Scan the entries below. Return every line that includes "Some".

[Records from a collection]
*** Block opens ***
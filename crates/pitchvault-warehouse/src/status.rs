//! Per-unit load status records.
//!
//! One row per `(data_source, table_name, league, season)`. Each write is a
//! whole-record replacement computed inside a transaction, so a reader never
//! observes a half-applied transition.

use std::fmt::{Display, Formatter};
use std::str::FromStr;

use ::duckdb::{params, Connection, OptionalExt, ToSql};
use serde::{Deserialize, Serialize};

use crate::{finalize_transaction, now_timestamp, Warehouse, WarehouseError};

/// Lifecycle of one unit of work.
#[derive(Debug, Clone, Copy, PartialEq, Eq, Hash, Serialize, Deserialize)]
#[serde(rename_all = "snake_case")]
pub enum LoadState {
    Pending,
    InProgress,
    Completed,
    Failed,
}

impl LoadState {
    pub const ALL: [Self; 4] = [Self::Pending, Self::InProgress, Self::Completed, Self::Failed];

    #[must_use]
    pub const fn as_str(self) -> &'static str {
        match self {
            Self::Pending => "pending",
            Self::InProgress => "in_progress",
            Self::Completed => "completed",
            Self::Failed => "failed",
        }
    }

    /// Completed and failed records carry a completion timestamp.
    #[must_use]
    pub const fn is_terminal(self) -> bool {
        matches!(self, Self::Completed | Self::Failed)
    }
}

impl Display for LoadState {
    fn fmt(&self, f: &mut Formatter<'_>) -> std::fmt::Result {
        f.write_str(self.as_str())
    }
}

impl FromStr for LoadState {
    type Err = WarehouseError;

    fn from_str(value: &str) -> Result<Self, Self::Err> {
        match value.trim().to_ascii_lowercase().as_str() {
            "pending" => Ok(Self::Pending),
            "in_progress" | "in-progress" => Ok(Self::InProgress),
            "completed" => Ok(Self::Completed),
            "failed" => Ok(Self::Failed),
            other => Err(WarehouseError::Rejected(format!(
                "unknown load status '{other}'"
            ))),
        }
    }
}

/// Identity of one unit of work in the status table.
#[derive(Debug, Clone, PartialEq, Eq, Hash, PartialOrd, Ord, Serialize, Deserialize)]
pub struct StatusKey {
    pub data_source: String,
    pub table_name: String,
    pub league: String,
    pub season: String,
}

impl StatusKey {
    pub fn new(
        data_source: impl Into<String>,
        table_name: impl Into<String>,
        league: impl Into<String>,
        season: impl Into<String>,
    ) -> Self {
        Self {
            data_source: data_source.into(),
            table_name: table_name.into(),
            league: league.into(),
            season: season.into(),
        }
    }
}

impl Display for StatusKey {
    fn fmt(&self, f: &mut Formatter<'_>) -> std::fmt::Result {
        write!(
            f,
            "{}/{}/{}/{}",
            self.data_source, self.table_name, self.league, self.season
        )
    }
}

/// A requested transition for one status record.
#[derive(Debug, Clone, PartialEq, Eq)]
pub struct StatusUpdate {
    pub state: LoadState,
    pub rows_processed: Option<u64>,
    pub error_message: Option<String>,
}

impl StatusUpdate {
    #[must_use]
    pub fn in_progress() -> Self {
        Self {
            state: LoadState::InProgress,
            rows_processed: None,
            error_message: None,
        }
    }

    #[must_use]
    pub fn completed(rows_processed: u64) -> Self {
        Self {
            state: LoadState::Completed,
            rows_processed: Some(rows_processed),
            error_message: None,
        }
    }

    pub fn failed(error_message: impl Into<String>) -> Self {
        Self {
            state: LoadState::Failed,
            rows_processed: None,
            error_message: Some(error_message.into()),
        }
    }
}

/// Stored status of one unit.
#[derive(Debug, Clone, PartialEq, Eq, Serialize)]
pub struct LoadStatus {
    #[serde(flatten)]
    pub key: StatusKey,
    pub status: LoadState,
    pub rows_processed: u64,
    pub error_message: Option<String>,
    pub started_at: Option<String>,
    pub completed_at: Option<String>,
    pub last_updated: String,
}

/// Narrows status listings and resets. Unset fields match everything.
#[derive(Debug, Clone, Default, PartialEq, Eq)]
pub struct StatusFilter {
    pub data_source: Option<String>,
    pub table_name: Option<String>,
    pub league: Option<String>,
    pub season: Option<String>,
    pub status: Option<LoadState>,
}

impl StatusFilter {
    fn where_clause(&self) -> (String, Vec<String>) {
        let mut clauses = Vec::new();
        let mut values = Vec::new();

        let columns = [
            ("data_source", self.data_source.as_deref()),
            ("table_name", self.table_name.as_deref()),
            ("league", self.league.as_deref()),
            ("season", self.season.as_deref()),
            ("status", self.status.map(LoadState::as_str)),
        ];
        for (column, value) in columns {
            if let Some(value) = value {
                clauses.push(format!("{column} = ?"));
                values.push(value.to_string());
            }
        }

        if clauses.is_empty() {
            (String::new(), values)
        } else {
            (format!(" WHERE {}", clauses.join(" AND ")), values)
        }
    }
}

const SELECT_STATUS: &str = "SELECT data_source, table_name, league, season, status, \
     rows_processed, error_message, CAST(started_at AS VARCHAR), \
     CAST(completed_at AS VARCHAR), CAST(last_updated AS VARCHAR) FROM load_status";

impl Warehouse {
    /// Apply a status transition as one atomic record replacement.
    ///
    /// `started_at` is stamped when a unit enters `in_progress` and carried
    /// over otherwise. `completed_at` is present only for terminal states and
    /// `error_message` only for `failed`.
    ///
    /// # Errors
    /// Returns an error if the transaction cannot be written.
    pub fn record_status(
        &self,
        key: &StatusKey,
        update: &StatusUpdate,
    ) -> Result<(), WarehouseError> {
        let now = now_timestamp()?;
        let connection = self.pool.acquire()?;
        connection.execute_batch("BEGIN TRANSACTION")?;

        let result = write_status(&connection, key, update, &now);
        finalize_transaction(&connection, result)
    }

    /// Read the stored status for one unit, if any.
    ///
    /// # Errors
    /// Returns an error if the status table cannot be read.
    pub fn load_status(&self, key: &StatusKey) -> Result<Option<LoadStatus>, WarehouseError> {
        let connection = self.pool.acquire()?;
        let sql = format!(
            "{SELECT_STATUS} WHERE data_source = ? AND table_name = ? AND league = ? AND season = ?"
        );
        let mut statement = connection.prepare(&sql)?;
        let status = statement
            .query_row(
                params![key.data_source, key.table_name, key.league, key.season],
                read_status_row,
            )
            .optional()?;

        status.transpose()
    }

    /// List status records matching `filter`, ordered by key.
    ///
    /// # Errors
    /// Returns an error if the status table cannot be read.
    pub fn list_status(&self, filter: &StatusFilter) -> Result<Vec<LoadStatus>, WarehouseError> {
        let (where_clause, values) = filter.where_clause();
        let sql = format!(
            "{SELECT_STATUS}{where_clause} ORDER BY data_source, table_name, league, season"
        );

        let connection = self.pool.acquire()?;
        let mut statement = connection.prepare(&sql)?;
        let params = values.iter().map(|value| value as &dyn ToSql).collect::<Vec<_>>();
        let rows = statement.query_map(params.as_slice(), read_status_row)?;

        let mut output = Vec::new();
        for row in rows {
            output.push(row??);
        }
        Ok(output)
    }

    /// Move matching records back to `pending` so the next run picks them up.
    /// Returns the number of records reset.
    ///
    /// # Errors
    /// Returns an error if the update fails.
    pub fn reset_status(&self, filter: &StatusFilter) -> Result<usize, WarehouseError> {
        let (where_clause, values) = filter.where_clause();
        let now = now_timestamp()?;
        let sql = format!(
            "UPDATE load_status SET status = 'pending', error_message = NULL, \
             completed_at = NULL, last_updated = CAST(? AS TIMESTAMP){where_clause}"
        );

        let mut params: Vec<&dyn ToSql> = vec![&now];
        params.extend(values.iter().map(|value| value as &dyn ToSql));

        let connection = self.pool.acquire()?;
        let changed = connection.execute(&sql, params.as_slice())?;
        Ok(changed)
    }
}

fn write_status(
    connection: &Connection,
    key: &StatusKey,
    update: &StatusUpdate,
    now: &str,
) -> Result<(), WarehouseError> {
    let previous_started: Option<String> = connection
        .query_row(
            "SELECT CAST(started_at AS VARCHAR) FROM load_status \
             WHERE data_source = ? AND table_name = ? AND league = ? AND season = ?",
            params![key.data_source, key.table_name, key.league, key.season],
            |row| row.get(0),
        )
        .optional()?
        .flatten();

    let started_at = match update.state {
        LoadState::InProgress => Some(now.to_string()),
        _ => previous_started,
    };
    let completed_at = update.state.is_terminal().then(|| now.to_string());
    let error_message = match update.state {
        LoadState::Failed => update.error_message.clone(),
        _ => None,
    };
    let rows_processed = i64::try_from(update.rows_processed.unwrap_or(0)).unwrap_or(i64::MAX);

    connection.execute(
        "INSERT OR REPLACE INTO load_status (
            data_source, table_name, league, season, status, rows_processed,
            error_message, started_at, completed_at, last_updated
        ) VALUES (?, ?, ?, ?, ?, ?, ?, CAST(? AS TIMESTAMP), CAST(? AS TIMESTAMP), CAST(? AS TIMESTAMP))",
        params![
            key.data_source,
            key.table_name,
            key.league,
            key.season,
            update.state.as_str(),
            rows_processed,
            error_message,
            started_at,
            completed_at,
            now,
        ],
    )?;

    Ok(())
}

fn read_status_row(
    row: &::duckdb::Row<'_>,
) -> Result<Result<LoadStatus, WarehouseError>, ::duckdb::Error> {
    let status: String = row.get(4)?;
    let rows_processed: i64 = row.get(5)?;
    let key = StatusKey {
        data_source: row.get(0)?,
        table_name: row.get(1)?,
        league: row.get(2)?,
        season: row.get(3)?,
    };
    let error_message: Option<String> = row.get(6)?;
    let started_at: Option<String> = row.get(7)?;
    let completed_at: Option<String> = row.get(8)?;
    let last_updated: String = row.get(9)?;

    Ok(status.parse::<LoadState>().map(|status| LoadStatus {
        key,
        status,
        rows_processed: u64::try_from(rows_processed).unwrap_or(0),
        error_message,
        started_at,
        completed_at,
        last_updated,
    }))
}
*** Block closes ***
▸ **Output for this task**
            rows_processed: Some(rows_processed),
            error_message: Some(error_message.into()),
            if let Some(value) = value {
        LoadState::InProgress => Some(now.to_string()),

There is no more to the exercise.